There's just so much going on right now. Pah, I don't know waht to think of it.
First is this Friday I'm leaving for Las Vegas to go to my brother's wedding. I'm not sure what I think about it, really. I guess its their business but I can't help but to think this is a bad idea. I mean, they only have two weeks of RL experience with eachother.
Second is that my dad has been diagnosed with colon cancer. Its times like these that I really wanna go home and just spend some time with him. Even though he says its a slow growing cancer that'll take like 10 years to mature, its times like this that I realize how much I've taken parents for granted, and I feel really guilty for it.

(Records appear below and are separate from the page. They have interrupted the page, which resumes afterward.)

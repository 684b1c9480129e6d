//! Worker handlers and the cache worker.

use std::sync::Arc;

use async_trait::async_trait;
use swkit_net::{Fetcher, HttpFetcher};
use tracing::{debug, info};
use url::Url;

use crate::classify::Classifier;
use crate::config::{CacheNames, WorkerConfig};
use crate::dispatch::{Dispatcher, FetchOutcome};
use crate::event::{
    ActivateEvent, FetchEvent, InstallEvent, NotificationClickEvent, PushEvent, SyncEvent,
};
use crate::lifecycle::LifecycleManager;
use crate::policy::CachePolicies;
use crate::push::{self, Notification};
use crate::storage::CacheStorage;
use crate::sync::{background_sync, BACKGROUND_SYNC_TAG};
use crate::ServiceWorkerError;

/// Event handlers of a worker script.
///
/// A container calls these; a worker never calls them on itself.
#[async_trait]
pub trait WorkerHandlers: Send + Sync {
    /// Prepare the new version. An error makes the version redundant.
    async fn install(&self, event: &InstallEvent) -> Result<(), ServiceWorkerError>;

    /// Take over from the previous version.
    async fn activate(&self, event: &ActivateEvent) -> Result<(), ServiceWorkerError>;

    /// Answer an intercepted request.
    async fn fetch(&self, event: FetchEvent) -> FetchOutcome;

    async fn sync(&self, _event: &SyncEvent) -> Result<(), ServiceWorkerError> {
        Ok(())
    }

    /// Build the notification to show for a push, if any.
    async fn push(&self, _event: &PushEvent) -> Result<Option<Notification>, ServiceWorkerError> {
        Ok(None)
    }

    /// Path to open for a notification click, relative to the scope.
    async fn notification_click(&self, _event: &NotificationClickEvent) -> Option<String> {
        None
    }
}

/// The site's worker: pre-warms on install, cleans up on activate and
/// serves every request through a caching policy.
#[derive(Debug, Clone)]
pub struct CacheWorker {
    config: WorkerConfig,
    caches: CacheStorage,
    lifecycle: LifecycleManager,
    dispatcher: Dispatcher,
}

impl CacheWorker {
    pub fn new(
        config: WorkerConfig,
        origin: Url,
        caches: CacheStorage,
        fetcher: Arc<dyn Fetcher>,
    ) -> Self {
        let lifecycle =
            LifecycleManager::new(caches.clone(), Arc::clone(&fetcher), &config, origin);
        let policies = CachePolicies::new(
            caches.clone(),
            fetcher,
            config.cache_names(),
            config.network.timeout(),
        );
        let dispatcher = Dispatcher::new(Classifier::new(config.classifier.clone()), policies);

        Self {
            config,
            caches,
            lifecycle,
            dispatcher,
        }
    }

    /// Build the storage backend and HTTP fetcher described by `config`.
    pub async fn from_config(
        config: WorkerConfig,
        origin: Url,
    ) -> Result<Self, ServiceWorkerError> {
        let caches = CacheStorage::from_config(&config.storage).await?;
        let fetcher = HttpFetcher::new(config.network.clone())?;
        Ok(Self::new(config, origin, caches, Arc::new(fetcher)))
    }

    pub fn config(&self) -> &WorkerConfig {
        &self.config
    }

    pub fn caches(&self) -> &CacheStorage {
        &self.caches
    }

    pub fn cache_names(&self) -> CacheNames {
        self.config.cache_names()
    }

    pub fn lifecycle(&self) -> &LifecycleManager {
        &self.lifecycle
    }

    pub fn dispatcher(&self) -> &Dispatcher {
        &self.dispatcher
    }
}

#[async_trait]
impl WorkerHandlers for CacheWorker {
    async fn install(&self, event: &InstallEvent) -> Result<(), ServiceWorkerError> {
        info!(version = %self.config.version, "Service worker installing");
        self.lifecycle.install().await?;
        event.skip_waiting();
        Ok(())
    }

    async fn activate(&self, event: &ActivateEvent) -> Result<(), ServiceWorkerError> {
        info!(version = %self.config.version, "Service worker activating");
        self.lifecycle.activate().await?;
        event.claim_clients();
        Ok(())
    }

    async fn fetch(&self, event: FetchEvent) -> FetchOutcome {
        let wait_until = event.wait_until().clone();
        self.dispatcher.dispatch(event.request, &wait_until).await
    }

    async fn sync(&self, event: &SyncEvent) -> Result<(), ServiceWorkerError> {
        if event.tag == BACKGROUND_SYNC_TAG {
            background_sync().await;
        } else {
            debug!(tag = %event.tag, "Ignoring sync tag");
        }
        Ok(())
    }

    async fn push(&self, event: &PushEvent) -> Result<Option<Notification>, ServiceWorkerError> {
        push::notification_for_push(event.data.as_deref())
    }

    async fn notification_click(&self, event: &NotificationClickEvent) -> Option<String> {
        push::click_target(event.action.as_deref()).map(str::to_string)
    }
}
//! Administrative cache operations.

use serde::{Deserialize, Serialize};
use tracing::{debug, info};

use crate::storage::{CacheStorage, StorageError};

const UNITS: [&str; 4] = ["Bytes", "KB", "MB", "GB"];

/// Storage footprint across every named cache.
#[derive(Debug, Clone, PartialEq, Eq, Serialize, Deserialize)]
pub struct CacheUsage {
    /// Sum of stored body lengths, in bytes.
    pub total_size: u64,
    /// `total_size` for humans, e.g. `1.5 KB`.
    pub formatted_size: String,
    pub cache_count: usize,
}

/// Delete every named cache. Returns how many were removed.
pub async fn clear_all_caches(caches: &CacheStorage) -> Result<usize, StorageError> {
    let mut removed = 0;
    for name in caches.keys().await {
        if caches.delete(&name).await? {
            removed += 1;
        }
    }
    info!(removed, "All caches cleared");
    Ok(removed)
}

/// Walk every cache and entry and sum body sizes.
pub async fn cache_usage(caches: &CacheStorage) -> Result<CacheUsage, StorageError> {
    let mut total_size = 0u64;
    let mut cache_count = 0;

    for name in caches.keys().await {
        // Deleted since listing.
        let Some(cache) = caches.existing(&name).await else {
            continue;
        };
        cache_count += 1;
        for key in cache.keys().await? {
            if let Some(response) = cache.get_key(&key).await? {
                total_size += response.body.len() as u64;
            }
        }
        debug!(cache = %name, total_size, "Measured cache");
    }

    Ok(CacheUsage {
        total_size,
        formatted_size: format_bytes(total_size),
        cache_count,
    })
}

/// 1024-based size with at most two decimals: `0 Bytes`, `1.5 KB`, `2 MB`.
pub fn format_bytes(bytes: u64) -> String {
    if bytes == 0 {
        return "0 Bytes".to_string();
    }

    let mut unit = 0;
    let mut value = bytes as f64;
    while value >= 1024.0 && unit < UNITS.len() - 1 {
        value /= 1024.0;
        unit += 1;
    }

    let fixed = format!("{value:.2}");
    let trimmed = fixed.trim_end_matches('0').trim_end_matches('.');
    format!("{trimmed} {}", UNITS[unit])
}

Third is school. Most of my classes are fine, exept one. Data Structures. *shudder* I really don't get the programming in that class. I feel so lost and I really don't know where to get started. It doesn't help that the prereq for the class doesn't cover what Dr. Baas wants us to do, so I feel like I'm having to learn a whole new programming language and having to do advanced things with it, all on my own. It doesn't help that nobody in the class seems to want to work together, which is a shame because I could really use someone to help me put my thoughts together. Then maybe I would have the proverbial pad from which to launch myself with.
Lastly is just life. I dunno. I just feel really bad and lonely lately. I'm watching people get on with life and I really don't feel like I have a life to live. Its just all school and I'm having problems with that. Its like I'm slowly circling the drain of life and I don't know what will pull me out.